Content starts
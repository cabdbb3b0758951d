//! Property tests for the structural differ: the diff must be a faithful,
//! minimal description of how to turn the old value into the new one.

use proptest::prelude::*;
use serde_json::Value;

use filament_runtime::{apply_diff, diff_and_clone};

fn arb_json() -> impl Strategy<Value = Value> {
    let leaf = prop_oneof![
        Just(Value::Null),
        any::<bool>().prop_map(Value::from),
        any::<i32>().prop_map(Value::from),
        "[a-z]{0,4}".prop_map(Value::from),
    ];
    leaf.prop_recursive(3, 32, 4, |inner| {
        prop_oneof![
            proptest::collection::vec(inner.clone(), 0..4).prop_map(Value::Array),
            proptest::collection::btree_map("[a-z]{1,2}", inner, 0..4)
                .prop_map(|map| Value::Object(map.into_iter().collect())),
        ]
    })
}

proptest! {
    #[test]
    fn applying_the_diff_reproduces_the_new_value(old in arb_json(), new in arb_json()) {
        let result = diff_and_clone(&new, &old);
        let mut patched = old.clone();
        apply_diff(&mut patched, &result.diff_data);
        prop_assert_eq!(patched, new);
    }

    #[test]
    fn identical_values_produce_empty_diffs(value in arb_json()) {
        let result = diff_and_clone(&value, &value);
        prop_assert!(!result.changed());
        prop_assert!(result.diff_data.is_empty());
    }

    #[test]
    fn the_clone_equals_the_input(new in arb_json(), old in arb_json()) {
        prop_assert_eq!(diff_and_clone(&new, &old).clone, new);
    }
}
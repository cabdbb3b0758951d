#![forbid(unsafe_code)]

//! Effect scopes: grouped lifetime management for effects.
//!
//! An [`EffectScope`] collects every effect created while it is the active
//! scope, plus any nested scopes, so a whole component's reactive graph can
//! be torn down with one `stop()` call. Stopping cascades transitively and
//! is idempotent.
//!
//! Scope activation uses the same scoped-acquisition discipline as effect
//! tracking: [`EffectScope::enter`] returns an RAII guard, so the active
//! scope is restored even when user code panics.

use std::cell::RefCell;
use std::rc::Rc;

use crate::effect::stop_effect;
use crate::registry::EffectId;

thread_local! {
    static ACTIVE_SCOPES: RefCell<Vec<EffectScope>> = const { RefCell::new(Vec::new()) };
}

struct ScopeInner {
    active: bool,
    effects: Vec<EffectId>,
    scopes: Vec<EffectScope>,
}

/// A lifetime container grouping effects for collective teardown.
///
/// Cloning the scope clones the handle; all clones refer to the same group.
#[derive(Clone)]
pub struct EffectScope {
    inner: Rc<RefCell<ScopeInner>>,
}

impl EffectScope {
    /// Create a scope nested under the currently active scope (if any):
    /// stopping the parent stops this scope too.
    pub fn new() -> Self {
        Self::create(false)
    }

    /// Create a detached scope, excluded from parent teardown.
    pub fn detached() -> Self {
        Self::create(true)
    }

    fn create(detached: bool) -> Self {
        let scope = Self {
            inner: Rc::new(RefCell::new(ScopeInner {
                active: true,
                effects: Vec::new(),
                scopes: Vec::new(),
            })),
        };
        if !detached {
            ACTIVE_SCOPES.with(|stack| {
                if let Some(parent) = stack.borrow().last() {
                    parent.inner.borrow_mut().scopes.push(scope.clone());
                }
            });
        }
        scope
    }

    /// Make this scope the active one for the duration of the guard.
    pub fn enter(&self) -> ScopeGuard {
        ACTIVE_SCOPES.with(|stack| stack.borrow_mut().push(self.clone()));
        ScopeGuard
    }

    /// Run `f` with this scope active. Returns `None` (with a warning) if
    /// the scope has already been stopped.
    pub fn run<R>(&self, f: impl FnOnce() -> R) -> Option<R> {
        if !self.is_active() {
            tracing::warn!("cannot run an inactive effect scope");
            return None;
        }
        let _guard = self.enter();
        Some(f())
    }

    /// True until `stop` is called.
    pub fn is_active(&self) -> bool {
        self.inner.borrow().active
    }

    /// Stop every owned effect and nested scope, exactly once.
    pub fn stop(&self) {
        let (effects, scopes) = {
            let mut inner = self.inner.borrow_mut();
            if !inner.active {
                return;
            }
            inner.active = false;
            (
                std::mem::take(&mut inner.effects),
                std::mem::take(&mut inner.scopes),
            )
        };
        for effect in effects {
            stop_effect(effect);
        }
        for scope in scopes {
            scope.stop();
        }
    }
}

impl Default for EffectScope {
    fn default() -> Self {
        Self::new()
    }
}

/// RAII guard restoring the previously active scope.
pub struct ScopeGuard;

impl Drop for ScopeGuard {
    fn drop(&mut self) {
        ACTIVE_SCOPES.with(|stack| {
            stack.borrow_mut().pop();
        });
    }
}

/// Record a newly created effect on the active scope, if one exists.
pub(crate) fn record_effect(id: EffectId) {
    ACTIVE_SCOPES.with(|stack| {
        if let Some(scope) = stack.borrow().last() {
            let mut inner = scope.inner.borrow_mut();
            if inner.active {
                inner.effects.push(id);
            }
        }
    });
}
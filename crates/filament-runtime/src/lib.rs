#![forbid(unsafe_code)]

//! Component runtime for Filament.
//!
//! Where [`filament_reactive`] provides the raw dependency graph, this crate
//! turns it into a component model:
//!
//! - [`ComponentProxy`]: options-driven lifecycle (setup → created →
//!   mounted → destroyed), props/data/computed/watchers, and the render
//!   effect bridging reactive state to a host view.
//! - [`diff`]: structural diffing that reduces render payloads to minimal
//!   `path → value` patches, plus the strict-diff baseline bookkeeping that
//!   tracks what the view already holds.
//! - [`RenderTarget`]: the seam to the host view layer. The runtime ships
//!   flat patch payloads and learns of completion through a callback; it
//!   never owns a UI.
//! - [`lifecycle`]: composition-style hook injection ([`on_mounted`] and
//!   friends) against the currently initializing instance.
//!
//! Rendering is pull-based and host-driven: writes mark the component's
//! render job dirty on the main queue, and the host decides when to call
//! [`filament_reactive::flush_jobs`].

pub mod config;
pub mod diff;
pub mod lifecycle;
pub mod proxy;
pub mod render;

pub use config::{Config, configure};
pub use diff::{DiffResult, apply_diff, diff_and_clone, pre_process_render_data};
pub use lifecycle::{
    HookKind, LifecycleState, current_instance, inject_hook, on_before_create, on_before_destroy,
    on_before_mount, on_created, on_destroyed, on_mounted, on_updated,
};
pub use proxy::{ComponentOptions, ComponentProxy, ForceUpdateOptions, WeakComponent};
pub use render::{RenderError, RenderTarget, RenderTask};
#![forbid(unsafe_code)]

//! Fine-grained reactivity primitives for Filament.
//!
//! This crate implements the dependency-tracking half of the engine:
//!
//! - [`Observable`]: a path-addressed state container that records which
//!   effect read which property and notifies exactly those effects on write.
//! - [`ReactiveEffect`]: a re-runnable computation whose dependency set is
//!   recomputed on every run.
//! - [`EffectScope`]: a lifetime container that tears down a group of effects
//!   (and nested scopes) in one call.
//! - [`Computed`]: a lazily-evaluated, memoized derived value with its own
//!   dependent set.
//! - [`watch`] / [`watch_effect`]: declarative bridges from a source
//!   (getter, observable, computed, or an array of these) to a callback.
//! - The [`scheduler`]: three host-driven flush queues (pre, main, post)
//!   with identity-based dedup, ascending-identity ordering, and a
//!   [`next_tick`](scheduler::next_tick) completion signal.
//!
//! # Architecture
//!
//! All reactive metadata lives in thread-local arenas ([`registry`]):
//! observables hold the ids of their dependent effects, effects hold
//! `(observable, path)` pairs, and clearing either side is index-map removal
//! rather than pointer traversal. Handles ([`Observable`], [`ReactiveEffect`])
//! are cheap id wrappers with their own reference counts; the backing slot is
//! released when the last handle drops.
//!
//! State values are [`serde_json::Value`] trees addressed by dotted/bracketed
//! paths (`"list[0].name"`). There is no transparent property interception:
//! reads and writes go through an explicit `get(path)` / `set(path, value)`
//! API, and a tracked read registers the active effect on the path *and*
//! every descendant path of the returned subtree.
//!
//! # Concurrency
//!
//! Single-threaded cooperative scheduling. Every arena is `thread_local`;
//! effects run to completion and are never executed in parallel.

pub mod computed;
pub mod effect;
pub mod error;
pub mod observable;
pub mod path;
pub(crate) mod registry;
pub mod scheduler;
pub mod scope;
pub mod watch;

pub use computed::Computed;
pub use effect::{ReactiveEffect, WeakEffect, untracked};
pub use observable::Observable;
pub use scheduler::{
    Job, JobId, flush_jobs, is_flush_pending, is_flushing, next_job_id, next_tick,
    on_flush_scheduled, queue_job, queue_post_flush, queue_pre_flush,
};
pub use scope::EffectScope;
pub use watch::{
    FlushMode, OnCleanup, WatchHandle, WatchOptions, WatchSource, watch, watch_effect,
    watch_post_effect, watch_sync_effect,
};
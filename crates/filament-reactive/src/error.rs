#![forbid(unsafe_code)]

//! Error boundary for user-supplied code.
//!
//! User hooks, watch callbacks, render functions, and scheduled jobs all run
//! through [`call_with_error_handling`]: a panic is contained at the call
//! boundary, reported through `tracing`, and never allowed to stop the
//! enclosing batch. This mirrors the run-to-completion rule of the
//! scheduler — one failing job must not starve the rest of the flush.

use std::panic::{AssertUnwindSafe, catch_unwind};

/// Run `f`, containing any panic.
///
/// On panic, logs an error event tagged with `context` and returns `None`.
/// The tracking stack and scheduler state are unwind-safe: every scoped
/// acquisition in this crate pairs its exit via RAII guards.
pub fn call_with_error_handling<R>(context: &str, f: impl FnOnce() -> R) -> Option<R> {
    match catch_unwind(AssertUnwindSafe(f)) {
        Ok(value) => Some(value),
        Err(payload) => {
            tracing::error!(
                context,
                message = panic_message(payload.as_ref()),
                "caught error in {context}"
            );
            None
        }
    }
}

/// Best-effort extraction of a panic payload message.
fn panic_message(payload: &(dyn std::any::Any + Send)) -> &str {
    if let Some(s) = payload.downcast_ref::<&str>() {
        s
    } else if let Some(s) = payload.downcast_ref::<String>() {
        s.as_str()
    } else {
        "non-string panic payload"
    }
}
#![forbid(unsafe_code)]

//! Runtime-wide configuration.
//!
//! Settings are thread-local, matching the single-threaded runtime: each
//! host thread configures its own runtime once at startup via [`configure`].

use std::cell::RefCell;

use ahash::AHashSet;

thread_local! {
    static CONFIG: RefCell<Config> = RefCell::new(Config::default());
}

/// Tunable runtime behavior.
#[derive(Clone, Debug)]
pub struct Config {
    /// Compute fine-grained path-level diffs for render payloads. When
    /// false, any changed top-level key ships its whole subtree.
    pub use_strict_diff: bool,
    /// Keys reserved by the host view layer; components may not claim them
    /// for data, props, or computed properties.
    pub reserved_keys: AHashSet<String>,
}

impl Default for Config {
    fn default() -> Self {
        Self {
            use_strict_diff: true,
            reserved_keys: AHashSet::new(),
        }
    }
}

/// Mutate this thread's runtime configuration.
pub fn configure(f: impl FnOnce(&mut Config)) {
    CONFIG.with(|config| f(&mut config.borrow_mut()));
}

pub(crate) fn use_strict_diff() -> bool {
    CONFIG.with(|config| config.borrow().use_strict_diff)
}

pub(crate) fn is_reserved_key(key: &str) -> bool {
    CONFIG.with(|config| config.borrow().reserved_keys.contains(key))
}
Content ends
▸ **TASK DIRECTIONS**: Retype the lines from the one containing "its whole subtree." to the last line above. Change nothing and include no others.

▸ **ANSWER TO THE PROBLEM**:
    /// false, any changed top-level key ships its whole subtree.
    pub use_strict_diff: bool,
    /// Keys reserved by the host view layer; components may not claim them
    /// for data, props, or computed properties.
    pub reserved_keys: AHashSet<String>,
}

impl Default for Config {
    fn default() -> Self {
        Self {
            use_strict_diff: true,
            reserved_keys: AHashSet::new(),
        }
    }
}

/// Mutate this thread's runtime configuration.
pub fn configure(f: impl FnOnce(&mut Config)) {
    CONFIG.with(|config| f(&mut config.borrow_mut()));
}

pub(crate) fn use_strict_diff() -> bool {
    CONFIG.with(|config| config.borrow().use_strict_diff)
}

pub(crate) fn is_reserved_key(key: &str) -> bool {
    CONFIG.with(|config| config.borrow().reserved_keys.contains(key))
}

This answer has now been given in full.